Il se souvient avec plaisir d'Augusta de Bavière. Elle lui écrit souvent. « Votre femme a été plus aimable que vous », dit-il à Eugène. Et parfois, quand Napoléon voit s'avancer, dans le salon de Joséphine, Stéphanie de Beauharnais, la nièce de l'Impératrice, il retrouve le plaisir qu'il a eu à côtoyer Augusta.

Plus il vieillit, et plus il aime les jeunes femmes, et Stéphanie n'a que dix-sept ans en 1806.

C'est une adolescente gaie, espiègle, aux traits réguliers que couronnent des cheveux blonds.

Napoléon aime la contempler, plaisanter avec elle, et il devine, dans les regards que lancent Joséphine ou Caroline Murat, l'inquiétude et la jalousie.

Un soir, alors qu'il entre dans le salon de l'Impératrice, il découvre Stéphanie en larmes. Caroline a exigé, apprend-il, que Stéphanie reste debout, conformément à l'étiquette impériale qui interdit que l'on s'asseye devant les « princesses sœurs de Sa Majesté ».

Napoléon prend Stéphanie par la taille, la fait asseoir sur ses genoux et passe la soirée à chuchoter à l'oreille de l'adolescente sous les regards courroucés de Caroline Murat.

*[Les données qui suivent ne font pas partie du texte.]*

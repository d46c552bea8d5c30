//! Photo and logo URL construction for hosted venue images.
//!
//! Images live under `{base}/{city_key}/` with one logo and a fixed number
//! of numbered photos per club. Nothing is fetched or checked here; the
//! URLs are only built.

/// Number of photos hosted per club.
pub const PHOTO_COUNT: usize = 5;

/// Image URLs for a single venue.
#[derive(Debug, Clone, Default, PartialEq, Eq)]
pub struct MediaUrls {
    /// `{base}/{city}/{club}1.jpg` through `{club}5.jpg`.
    pub photo_urls: Vec<String>,
    /// `{base}/{city}/{club}_logo.png`.
    pub logo: String,
}

/// Builds the photo and logo URLs for a club.
///
/// `base_url` must already be stripped of a trailing `/`.
#[must_use]
pub fn build_media_urls(base_url: &str, city_key: &str, club_key: &str) -> MediaUrls {
    let photo_urls = (1..=PHOTO_COUNT)
        .map(|i| format!("{base_url}/{city_key}/{club_key}{i}.jpg"))
        .collect();

    MediaUrls {
        photo_urls,
        logo: format!("{base_url}/{city_key}/{club_key}_logo.png"),
    }
}

#[cfg(test)]
mod tests {
    use super::*;

    #[test]
    fn builds_five_numbered_photos() {
        let urls = build_media_urls("https://img.test/clubs", "tel_aviv", "xyz_club");
        assert_eq!(urls.photo_urls.len(), PHOTO_COUNT);
        for (i, url) in urls.photo_urls.iter().enumerate() {
            assert_eq!(
                *url,
                format!("https://img.test/clubs/tel_aviv/xyz_club{}.jpg", i + 1)
            );
        }
    }

    #[test]
    fn builds_logo() {
        let urls = build_media_urls("https://img.test", "berlin", "berghain");
        assert_eq!(urls.logo, "https://img.test/berlin/berghain_logo.png");
    }
}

Le lendemain, parce qu'il est celui qui peut tout, il décide d'adopter la jeune fille qui, désormais, dicte-t-il au comte de Ségur, grand maître des cérémonies, « jouira de toutes les prérogatives de son rang dans tous les cercles, fêtes et à table. Elle se placera à Nos côtés et dans le cas où Nous ne Nous y trouverons pas, elle sera placée à la droite de l'Impératrice ».

Ainsi l'on montre que l'on décide de tout.